After escaping the teddy village in the cellar, finding the factory above had been a shock.
Finding Proto behind a dusty glass case had been an even bigger shock.
Now that Proto was freed, Buddy could take a good look at him. Proto had the same pudgy teddy belly and stubby teddy limbs as Buddy and his friends. But the Suit had made a lot of changes to Furrington Teddies. For the first time, Buddy saw those changes plainly.
And those changes hurt.
Buddy and his friends’ plush was made of “Ryulexster,” a synthetic fabric. Proto, however, was made from the Mother’s cherished Softest Fabric in the World. Proto’s plush was blue, the same as Buddy’s, yet not at all the same—Buddy marveled at Proto’s glossy, velvety depths.
Buddy and his friends had cheap plastic eyes prone to scratches. Take, for example, Pookie, the fork-legged red teddy who’d died leading their escape from the trashlands—she’d had a big white scratch through her left eye. Proto’s eyes, however, were the Mother’s original marble, as deep and mysterious as the starry skies Buddy had seen on the darkest of nights.
“Proto, tell us about the Mother,” begged Reginald, the gray teddy.
“No, tell us about the Originals,” said Sunny, the yellow teddy. “How do we stack up?”
“I would like to hear more about this factory,” said Nothing, the white teddy. “I used to live beneath it, you know.”
Buddy, the blue teddy, stepped forward like the leader he was.
“All good questions,” he said. “But first … after all that time trapped inside a case … are you okay, Proto?”
All about the teddies lay shards of glass from the display case they’d shattered to free Proto.
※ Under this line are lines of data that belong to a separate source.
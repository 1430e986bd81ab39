use std::time::{SystemTime, UNIX_EPOCH};

use axum::http::HeaderMap;
use jsonwebtoken::{decode, encode, DecodingKey, EncodingKey, Header, Validation};
use serde::{Deserialize, Serialize};

use crate::error::{AppError, AppResult};

const TOKEN_LIFETIME_SECS: usize = 30 * 24 * 60 * 60;

// ── JWT Claims ──

#[derive(Debug, Serialize, Deserialize)]
pub struct Claims {
    pub sub: i64,   // user id
    pub exp: usize, // expiry (unix timestamp)
}

impl Claims {
    pub fn new(user_id: i64) -> Self {
        let now = SystemTime::now()
            .duration_since(UNIX_EPOCH)
            .unwrap_or_default()
            .as_secs() as usize;
        Self {
            sub: user_id,
            exp: now + TOKEN_LIFETIME_SECS,
        }
    }
}

/// Sign a bearer token for `user_id`. Sessions are issued elsewhere; this
/// exists for operators and tests that need a credential the service accepts.
pub fn issue_token(user_id: i64, jwt_secret: &str) -> AppResult<String> {
    encode(
        &Header::default(),
        &Claims::new(user_id),
        &EncodingKey::from_secret(jwt_secret.as_bytes()),
    )
    .map_err(|e| AppError::Internal(e.to_string()))
}

// ── Extract authenticated user from Authorization header ──

pub fn extract_user_id(headers: &HeaderMap, jwt_secret: &str) -> AppResult<i64> {
    let token = headers
        .get("Authorization")
        .and_then(|v| v.to_str().ok())
        .and_then(|v| v.strip_prefix("Bearer "))
        .filter(|t| !t.is_empty())
        .ok_or(AppError::Unauthorized)?;

    let data = decode::<Claims>(
        token,
        &DecodingKey::from_secret(jwt_secret.as_bytes()),
        &Validation::default(),
    )
    .map_err(|_| AppError::Unauthorized)?;

    Ok(data.claims.sub)
}

/// Like [`extract_user_id`], for read endpoints where identity is optional.
pub fn optional_user_id(headers: &HeaderMap, jwt_secret: &str) -> Option<i64> {
    extract_user_id(headers, jwt_secret).ok()
}

#[cfg(test)]
mod tests {
    use axum::http::HeaderValue;

    use super::*;

    fn bearer(token: &str) -> HeaderMap {
        let mut headers = HeaderMap::new();
        headers.insert(
            "Authorization",
            HeaderValue::from_str(&format!("Bearer {token}")).unwrap(),
        );
        headers
    }

    #[test]
    fn issued_token_round_trips_to_user_id() {
        let token = issue_token(42, "secret").unwrap();
        assert_eq!(extract_user_id(&bearer(&token), "secret").unwrap(), 42);
    }

    #[test]
    fn missing_header_is_unauthorized() {
        let err = extract_user_id(&HeaderMap::new(), "secret").unwrap_err();
        assert!(matches!(err, AppError::Unauthorized));
    }

    #[test]
    fn empty_bearer_is_unauthorized() {
        let mut headers = HeaderMap::new();
        headers.insert("Authorization", HeaderValue::from_static("Bearer "));
        assert!(matches!(
            extract_user_id(&headers, "secret"),
            Err(AppError::Unauthorized)
        ));
    }

    #[test]
    fn token_signed_with_other_secret_is_rejected() {
        let token = issue_token(7, "other").unwrap();
        assert!(extract_user_id(&bearer(&token), "secret").is_err());
        assert_eq!(optional_user_id(&bearer(&token), "secret"), None);
    }
}
use axum::{
    extract::{Query, State},
    http::HeaderMap,
    Json,
};
use redline_shared::{CastVote, TargetKind, VoteResponse};
use serde::Deserialize;

use crate::error::AppResult;
use crate::ledger::{self, VotePolicy};
use crate::{auth, db, AppState};

#[derive(Deserialize)]
pub struct VoteQuery {
    kind: TargetKind,
    id: i64,
}

/// GET /api/votes?kind=comment&id=123
pub async fn get_votes(
    State(state): State<AppState>,
    headers: HeaderMap,
    Query(params): Query<VoteQuery>,
) -> AppResult<Json<VoteResponse>> {
    let voter_id = auth::optional_user_id(&headers, &state.jwt_secret);

    let resp = db::run(&state.db, move |conn| {
        ledger::current(conn, voter_id, params.kind, params.id)
    })
    .await?;

    Ok(Json(resp))
}

/// POST /api/votes — up/down vote on a comment
pub async fn cast_vote(
    State(state): State<AppState>,
    headers: HeaderMap,
    Json(payload): Json<CastVote>,
) -> AppResult<Json<VoteResponse>> {
    let voter_id = auth::extract_user_id(&headers, &state.jwt_secret)?;

    let resp = db::run(&state.db, move |conn| {
        ledger::toggle_vote(
            conn,
            voter_id,
            TargetKind::Comment,
            payload.comment_id,
            VotePolicy::Signed(payload.direction),
        )
    })
    .await?;

    Ok(Json(resp))
}
use std::sync::Arc;

use clap::Parser;
use redline_api::config::Config;
use redline_api::suggest::{HttpSuggester, Suggester};
use redline_api::{db, ledger, router, AppState};
use tower_http::cors::{AllowHeaders, AllowMethods, CorsLayer};
use tracing_subscriber::EnvFilter;

#[tokio::main]
async fn main() -> anyhow::Result<()> {
    tracing_subscriber::fmt()
        .with_env_filter(
            EnvFilter::try_from_default_env().unwrap_or_else(|_| EnvFilter::new("info")),
        )
        .init();

    let config = Config::parse();

    let pool = db::create_pool(&config.database_url)?;
    db::run_migrations(&pool)?;

    if config.rebuild_counts {
        let mut conn = pool.get()?;
        let drifted = ledger::rebuild_counts(&mut conn)?;
        tracing::info!(drifted, "Rebuilt vote counts from ledger");
    }

    let suggester = config.suggest_url.clone().map(|url| {
        tracing::info!("Suggestions enabled via {}", url);
        Arc::new(HttpSuggester::new(url)) as Arc<dyn Suggester>
    });

    let state = AppState {
        db: pool,
        jwt_secret: config.jwt_secret.clone(),
        best_choice: config.best_choice,
        suggester,
    };

    let cors = CorsLayer::new()
        .allow_origin(config.cors_origin.parse::<axum::http::HeaderValue>()?)
        .allow_methods(AllowMethods::any())
        .allow_headers(AllowHeaders::any());

    let app = router(state).layer(cors);

    tracing::info!("API server listening on {}", config.bind);
    let listener = tokio::net::TcpListener::bind(config.bind).await?;
    axum::serve(listener, app).await?;

    Ok(())
}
The old teddy had fallen out straight on his muzzle like he’d forgotten how to walk. Sunny, always attuned to her Teddy Duty, had been the one to rush forward and help Proto to his feet.
Proto was still relearning how to move. He lifted an arm. It squeaked and progressed stiffly. Finally, Proto’s paw reached his head. Buddy stood taller. Proto was going to salute the four courageous teddies who’d freed him!
Instead, Proto combed back a patch of spiky plush.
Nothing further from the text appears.